As the economic cycle enters a new phase, investors learn to live with the pandemic and fiscal stimulus winds down, U.S. equity markets should be increasingly volatile and offer lower returns. While likely to get worse over the next few months, inflation should improve later in 2022. Longer-term inflation expectations are muted while recession fears remain minimal.

With real gross domestic product (GDP) growth and job creation coming off a boil from 2021 peak levels, the maturation of the economy from early to mid-cycle may be a little bumpy. It is expected to move toward its pre-pandemic trend in 2023, with GDP growth slowing to 2.5% and job creation poised to fall toward the 175,000 per month range.

Growth is expected to decline, but the still-robust consensus forecast in real GDP of a 3.9% increase is a level better than any single year in the decade following the global financial crisis.

Slack is being absorbed much faster than usual, however. The time it took this cycle for earnings per share (EPS) to recover to its prior peak was much shorter than in the last several recessions. The length of the EPS recovery and the overall economic expansion appear to be related, so the current expansion could be shorter than the 8.5-year average seen over the last four cycles.

Despite omicron outbreaks, the potential exists for a more truncated and hotter economic cycle.
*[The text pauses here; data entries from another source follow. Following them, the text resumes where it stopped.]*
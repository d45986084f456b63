//! Credential hashing for the user registry, Argon2id in PHC string format.

use argon2::password_hash::rand_core::OsRng;
use argon2::password_hash::SaltString;
use argon2::{Argon2, PasswordHasher, PasswordVerifier};

use crate::error::StoreError;

/// Hash a plaintext password with a fresh random salt.
pub fn hash_password(password: &str) -> Result<String, StoreError> {
    let salt = SaltString::generate(&mut OsRng);
    Argon2::default()
        .hash_password(password.as_bytes(), &salt)
        .map(|h| h.to_string())
        .map_err(|e| StoreError::Internal(format!("password hashing failed: {e}")))
}

/// Verify a plaintext password against a stored PHC-format hash.
///
/// `Ok(false)` is a mismatch; `Err` means the stored hash itself is
/// malformed, which is a registry fault rather than a wrong password.
pub fn verify_password(password: &str, hash: &str) -> Result<bool, StoreError> {
    let parsed = argon2::PasswordHash::new(hash)
        .map_err(|e| StoreError::Internal(format!("invalid stored hash: {e}")))?;

    match Argon2::default().verify_password(password.as_bytes(), &parsed) {
        Ok(()) => Ok(true),
        Err(argon2::password_hash::Error::Password) => Ok(false),
        Err(e) => Err(StoreError::Internal(format!("password verify error: {e}"))),
    }
}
Near-term recession risks remain low. The Atlanta Fed’s GDPNow is tracking to 6.8% real GDP growth for the fourth quarter of 2022, much higher than at any point during the third quarter delta-related disruption.

Omicron may bend the economy, but it is unlikely to break it. It appears more contagious but less deadly than previous coronavirus variants, which could be important in transitioning from pandemic to endemic. This shift will not be costless, but it should be positive for risk assets as the necessity diminishes for additional social distancing restrictions.

For financial markets, the key macro debate over the past 18 months has focused on inflation. As consumer preferences normalize and supply chain pressures abate, so should inflation.

The core Consumer Price Index (CPI) has run at 4.9% over the last year — 3.1% above the average 1.8% pace from 2010 to 2019. Much of the excess inflation has come from used cars and other goods, largely driven by shifting consumer preferences during the pandemic (services to goods). Four categories of goods make up only 14% of the overall CPI basket but accounted for almost two-thirds of the increase: new cars, used cars/trucks, apparel and household furnishings.